I note that using sub-optimal solutions for steps could get you better cancellations in some cases, and could result in getting a shorter overall best solution. But if using sub-optimal solutions for steps and applying cancellations is taken to an extreme, we should eventually find an overall optimal solution, rather than a solution that actually seems to be connected with the method. So if we want to define a "God's number" for a method, we need to be careful about what we allow for solutions for individual steps and if we allow cancelling moves across steps.


----------



## AvGalen (Aug 18, 2014)

But why? Why would you want to know *exactly* how many moves the most horrible solve with any method would take when you also would have to define that method much more exact than anyone would ever use it?

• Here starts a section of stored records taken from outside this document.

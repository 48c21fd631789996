//! Top-level error wrapper types.

use crate::{CacheError, CatalogError, ConfigError, TransportError};

/// Every error condition AppFinder can report.
///
/// # Examples
///
/// ```
/// use appfinder_error::{AppFinderError, ConfigError};
///
/// let config_err = ConfigError::new("Missing bot token");
/// let err: AppFinderError = config_err.into();
/// assert!(format!("{}", err).contains("Configuration Error"));
/// ```
#[derive(Debug, derive_more::From, derive_more::Display, derive_more::Error)]
pub enum AppFinderErrorKind {
    /// Upstream catalog error
    #[from(CatalogError)]
    Catalog(CatalogError),
    /// Cache store error
    #[from(CacheError)]
    Cache(CacheError),
    /// Configuration error
    #[from(ConfigError)]
    Config(ConfigError),
    /// Chat transport error
    #[from(TransportError)]
    Transport(TransportError),
}

/// AppFinder error with kind discrimination.
///
/// # Examples
///
/// ```
/// use appfinder_error::{AppFinderResult, ConfigError};
///
/// fn might_fail() -> AppFinderResult<()> {
///     Err(ConfigError::new("Missing field"))?
/// }
///
/// match might_fail() {
///     Ok(_) => println!("Success"),
///     Err(e) => println!("Error: {}", e),
/// }
/// ```
#[derive(Debug, derive_more::Display, derive_more::Error)]
#[display("AppFinder Error: {}", _0)]
pub struct AppFinderError(Box<AppFinderErrorKind>);

impl AppFinderError {
    /// Create a new error from a kind.
    pub fn new(kind: AppFinderErrorKind) -> Self {
        Self(Box::new(kind))
    }

    /// Get the error kind.
    pub fn kind(&self) -> &AppFinderErrorKind {
        &self.0
    }
}

// Generic From implementation for any type that converts to AppFinderErrorKind
impl<T> From<T> for AppFinderError
where
    T: Into<AppFinderErrorKind>,
{
    fn from(err: T) -> Self {
        Self::new(err.into())
    }
}

/// Result type for AppFinder operations.
pub type AppFinderResult<T> = std::result::Result<T, AppFinderError>;
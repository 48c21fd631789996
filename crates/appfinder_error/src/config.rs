//! Configuration error types.

/// Configuration error with source location.
#[derive(Debug, Clone, derive_more::Display, derive_more::Error)]
#[display("Configuration Error: {} at line {} in {}", message, line, file)]
pub struct ConfigError {
    /// Error message
    pub message: String,
    /// Line number where the error occurred
    pub line: u32,
    /// File where the error occurred
    pub file: &'static str,
}

impl ConfigError {
    /// Create a new ConfigError with the given message at the current location.
    ///
    /// # Examples
    ///
    /// ```
    /// use appfinder_error::ConfigError;
    ///
    /// let err = ConfigError::new("Missing required field");
    /// assert!(err.message.contains("Missing required"));
    /// ```
    #[track_caller]
    pub fn new(message: impl Into<String>) -> Self {
        let location = std::panic::Location::caller();
        Self {
            message: message.into(),
            line: location.line(),
            file: location.file(),
        }
    }
}
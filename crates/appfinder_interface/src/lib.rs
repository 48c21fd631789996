//! Trait definitions for AppFinder components.
//!
//! The orchestrator only talks to its collaborators through these traits, so
//! the upstream catalog, the cache store, and the chat transport can be
//! swapped for fakes in tests.

#![forbid(unsafe_code)]
#![warn(missing_docs)]

mod traits;

pub use traits::{CacheBackend, CatalogSource, RecordStore, ReplySink};
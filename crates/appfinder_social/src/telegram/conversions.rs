//! Conversions between Telegram types and AppFinder types.

use appfinder_core::{InboundMessage, Reply, ReplyMarkup, TextFormat};
use appfinder_error::{TransportError, TransportErrorKind};
use appfinder_interface::ReplySink;
use async_trait::async_trait;
use teloxide::payloads::SendMessageSetters;
use teloxide::prelude::*;
use teloxide::types::{KeyboardButton, KeyboardMarkup, KeyboardRemove, ParseMode};

/// Convert a Telegram message into an inbound message.
///
/// Returns `None` for updates without text (stickers, photos, service messages).
pub fn to_inbound(message: &Message) -> Option<InboundMessage> {
    let text = message.text()?;
    let inbound = InboundMessage::new(message.chat.id.0, text);
    Some(match sender_username(message) {
        Some(username) => inbound.with_sender(username),
        None => inbound,
    })
}

/// Handle of the user who sent the message, not of the chat it arrived in.
fn sender_username(message: &Message) -> Option<&str> {
    message.from.as_ref()?.username.as_deref()
}

/// Convert reply markup into a Telegram keyboard attachment.
pub fn to_reply_markup(markup: &ReplyMarkup) -> Option<teloxide::types::ReplyMarkup> {
    match markup {
        ReplyMarkup::None => None,
        ReplyMarkup::RemoveChoices => Some(teloxide::types::ReplyMarkup::KeyboardRemove(
            KeyboardRemove::new(),
        )),
        ReplyMarkup::Choices(labels) => {
            let rows = labels
                .iter()
                .map(|label| vec![KeyboardButton::new(label.clone())]);
            Some(teloxide::types::ReplyMarkup::Keyboard(
                KeyboardMarkup::new(rows).one_time_keyboard(),
            ))
        }
    }
}

/// Reply sink delivering through the Telegram Bot API.
#[derive(Debug, Clone)]
pub struct TelegramSink {
    bot: Bot,
}

impl TelegramSink {
    /// Wrap a bot handle.
    pub fn new(bot: Bot) -> Self {
        Self { bot }
    }
}

#[async_trait]
impl ReplySink for TelegramSink {
    async fn send(&self, chat_id: i64, reply: Reply) -> Result<(), TransportError> {
        let mut request = self.bot.send_message(ChatId(chat_id), reply.text);

        if reply.format == TextFormat::Html {
            request = request.parse_mode(ParseMode::Html);
        }
        if let Some(markup) = to_reply_markup(&reply.markup) {
            request = request.reply_markup(markup);
        }

        request.send().await.map_err(|e| {
            TransportError::new(TransportErrorKind::Send(e.to_string()))
        })?;
        Ok(())
    }
}
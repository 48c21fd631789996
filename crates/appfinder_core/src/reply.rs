//! Transport-neutral outbound reply.

use serde::{Deserialize, Serialize};

/// How the transport should interpret reply text.
#[derive(Debug, Clone, Copy, PartialEq, Eq, Hash, Default, Serialize, Deserialize)]
pub enum TextFormat {
    /// Send as-is
    #[default]
    Plain,
    /// Interpret as HTML rich text
    Html,
}

/// Structured attachment for a reply.
#[derive(Debug, Clone, PartialEq, Eq, Default, Serialize, Deserialize)]
pub enum ReplyMarkup {
    /// Leave any displayed keyboard untouched
    #[default]
    None,
    /// Hide a previously displayed choice list
    RemoveChoices,
    /// Offer a one-time list of selectable labels, one per row
    Choices(Vec<String>),
}

/// A reply produced for one inbound message.
///
/// # Examples
///
/// ```
/// use appfinder_core::{Reply, ReplyMarkup, TextFormat};
///
/// let reply = Reply::html("<b>Chess</b>").with_markup(ReplyMarkup::RemoveChoices);
/// assert_eq!(reply.format, TextFormat::Html);
/// assert_eq!(reply.markup, ReplyMarkup::RemoveChoices);
/// ```
#[derive(Debug, Clone, PartialEq, Eq, Serialize, Deserialize)]
pub struct Reply {
    /// Reply body
    pub text: String,
    /// Rendering mode for the body
    pub format: TextFormat,
    /// Optional attachment
    pub markup: ReplyMarkup,
}

impl Reply {
    /// Plain text reply without markup.
    pub fn plain(text: impl Into<String>) -> Self {
        Self {
            text: text.into(),
            format: TextFormat::Plain,
            markup: ReplyMarkup::None,
        }
    }

    /// HTML reply without markup.
    pub fn html(text: impl Into<String>) -> Self {
        Self {
            text: text.into(),
            format: TextFormat::Html,
            markup: ReplyMarkup::None,
        }
    }

    /// Attach markup to this reply.
    pub fn with_markup(mut self, markup: ReplyMarkup) -> Self {
        self.markup = markup;
        self
    }

    /// Labels offered by this reply, if it carries a choice list.
    pub fn choices(&self) -> Option<&[String]> {
        match &self.markup {
            ReplyMarkup::Choices(labels) => Some(labels),
            _ => None,
        }
    }
}
//! Upstream response envelope.

use crate::CatalogRecord;
use serde::{Deserialize, Serialize};

/// Search and lookup response body.
///
/// # Examples
///
/// ```
/// use appfinder_core::SearchResponse;
///
/// let body = r#"{"resultCount": 1, "results": [{"trackId": 7, "trackName": "Go"}]}"#;
/// let response: SearchResponse = serde_json::from_str(body).unwrap();
///
/// assert_eq!(response.result_count, 1);
/// assert_eq!(response.into_records(8).len(), 1);
/// ```
#[derive(Debug, Clone, PartialEq, Serialize, Deserialize, Default)]
pub struct SearchResponse {
    /// Number of results the upstream reports
    #[serde(rename = "resultCount", default)]
    pub result_count: usize,
    /// Returned records in upstream order
    #[serde(default)]
    pub results: Vec<CatalogRecord>,
}

impl SearchResponse {
    /// Keep at most `min(result_count, cap)` records, preserving order.
    pub fn into_records(self, cap: usize) -> Vec<CatalogRecord> {
        let keep = self.result_count.min(cap);
        self.results.into_iter().take(keep).collect()
    }
}
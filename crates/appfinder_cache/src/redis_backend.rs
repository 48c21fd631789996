//! Redis cache backend.

use appfinder_error::{CacheError, CacheErrorKind, CacheResult};
use appfinder_interface::CacheBackend;
use async_trait::async_trait;
use redis::IntoConnectionInfo;
use redis::aio::ConnectionManager;
use std::fmt;
use std::time::Duration;
use tracing::instrument;

/// How the cache connection authenticates.
///
/// `Disabled` is an explicit deployment mode: no credential is sent even if
/// one was supplied.
#[derive(Clone, PartialEq, Eq)]
pub enum CacheAuth {
    /// Authenticate with this password
    Password(String),
    /// Connect without authentication
    Disabled,
}

impl fmt::Debug for CacheAuth {
    fn fmt(&self, f: &mut fmt::Formatter<'_>) -> fmt::Result {
        match self {
            Self::Password(_) => f.write_str("Password(<redacted>)"),
            Self::Disabled => f.write_str("Disabled"),
        }
    }
}

/// Connection settings for the Redis backend.
#[derive(Debug, Clone, PartialEq, Eq)]
pub struct RedisConfig {
    /// `host:port`, or a full `redis://` URL
    pub address: String,
    /// Authentication mode
    pub auth: CacheAuth,
}

impl RedisConfig {
    /// Create a configuration for the given address and auth mode.
    pub fn new(address: impl Into<String>, auth: CacheAuth) -> Self {
        Self {
            address: address.into(),
            auth,
        }
    }

    /// Resolve into a connection description for database 0.
    pub fn connection_info(&self) -> CacheResult<redis::ConnectionInfo> {
        let url = if self.address.contains("://") {
            self.address.clone()
        } else {
            format!("redis://{}/0", self.address)
        };

        let mut info = url.as_str().into_connection_info().map_err(|e| {
            CacheError::new(CacheErrorKind::Configuration(format!(
                "Invalid cache address '{}': {}",
                self.address, e
            )))
        })?;

        info.redis.password = match &self.auth {
            CacheAuth::Password(password) => Some(password.clone()),
            CacheAuth::Disabled => None,
        };
        Ok(info)
    }
}

/// Cache backend talking to a Redis server.
///
/// Wraps a multiplexed, auto-reconnecting connection; clones share it, so a
/// single backend can serve every message handler.
#[derive(Clone)]
pub struct RedisBackend {
    connection: ConnectionManager,
}

impl fmt::Debug for RedisBackend {
    fn fmt(&self, f: &mut fmt::Formatter<'_>) -> fmt::Result {
        f.debug_struct("RedisBackend").finish_non_exhaustive()
    }
}

impl RedisBackend {
    /// Connect to Redis.
    ///
    /// # Errors
    /// Returns an error if the address is invalid or the server cannot be reached.
    #[instrument(skip(config), fields(address = %config.address, auth = ?config.auth))]
    pub async fn connect(config: &RedisConfig) -> CacheResult<Self> {
        tracing::info!("Connecting to cache");

        let client = redis::Client::open(config.connection_info()?).map_err(|e| {
            CacheError::new(CacheErrorKind::Configuration(e.to_string()))
        })?;

        let connection = ConnectionManager::new(client).await.map_err(|e| {
            tracing::error!("Cache connection failed: {}", e);
            CacheError::new(CacheErrorKind::Connection(e.to_string()))
        })?;

        Ok(Self { connection })
    }
}

fn command_error(err: redis::RedisError) -> CacheError {
    CacheError::new(CacheErrorKind::Command(err.to_string()))
}

#[async_trait]
impl CacheBackend for RedisBackend {
    async fn get(&self, key: &str) -> CacheResult<Option<String>> {
        let mut connection = self.connection.clone();
        redis::cmd("GET")
            .arg(key)
            .query_async(&mut connection)
            .await
            .map_err(command_error)
    }

    async fn set_with_ttl(&self, key: &str, value: &str, ttl: Duration) -> CacheResult<()> {
        let mut connection = self.connection.clone();
        redis::cmd("SET")
            .arg(key)
            .arg(value)
            .arg("EX")
            .arg(ttl.as_secs())
            .query_async(&mut connection)
            .await
            .map_err(command_error)
    }

    async fn expire(&self, key: &str, ttl: Duration) -> CacheResult<()> {
        let mut connection = self.connection.clone();
        let updated: i64 = redis::cmd("EXPIRE")
            .arg(key)
            .arg(ttl.as_secs())
            .query_async(&mut connection)
            .await
            .map_err(command_error)?;
        if updated == 0 {
            tracing::debug!(key, "Key vanished before expiry refresh");
        }
        Ok(())
    }

    async fn ping(&self) -> CacheResult<()> {
        let mut connection = self.connection.clone();
        let pong: String = redis::cmd("PING")
            .query_async(&mut connection)
            .await
            .map_err(|e| CacheError::new(CacheErrorKind::Connection(e.to_string())))?;
        tracing::debug!(reply = %pong, "Cache ping");
        Ok(())
    }
}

I know this subforum is about theory, but wouldn't a "roughly 50" be good enough to cure your curiosity?


----------



## goodatthis (Aug 18, 2014)

Why not? For me, this was less of an exact, one-answer question, and more of a rhetorical, discussion-sparking question. I think it's interesting to see factors that lie behind methods that no one would ever think about during a speedsolve. If all I wanted to know was the optimal number of moves for cross-F2L, I probably would have posted it in the one answer question thread.


----------



## Stefan (Aug 18, 2014)

cuBerBruce said:


> I note that Helmstetter's PLL figure does not take AUF into account.



Right, I didn't know whether/how Helmstetter and Miller handled AUF, whether they use weighted averages, and at least my experiment was inexact because it only did 10000 solves. I just meant it as a rough check, don't want to spend the time trying to be exact.



cuBerBruce said:


> I also note that standard F2L algs generally assume a certain position for the rotation of the last layer (if applicable), and one must be careful that one doesn't omit counting the AUFs to set up the last layer for the alg. (I'm not meaning to suggest that Stefan's 28.85 figure isn't accurate, as I assume he used searches rather than canned algs.) In general, needing to preserve slots already solved may affect what's optimal for a standard F2L case. You have more flexibility in solving the first slot than the last slot. And the standard 41 cases do not directly cover cases where a piece is in a wrong slot.



Yes, I did fresh searches. AUFs count and unsolved slots are exploited.



cuBerBruce said:


> I've written a program that does that basically does this (for a specified scramble)



Nice, do you have some statistics for this?



cuBerBruce said:


> I note that using sub-optimal solutions for steps could get you better cancellations in some cases, and could result in getting a shorter overall best solution.



Yes, if you allow sub-optimal steps then the best solution will usually be something like an 18 moves cross . Hence my insistence that steps must be optimal. Good point about cancelling moves between steps. Not sure what to do about that...



AvGalen said:


> But why? Why would you want to know *exactly* how many moves the most horrible solve with any method would take when you also would have to define that method much more exact than anyone would ever use it?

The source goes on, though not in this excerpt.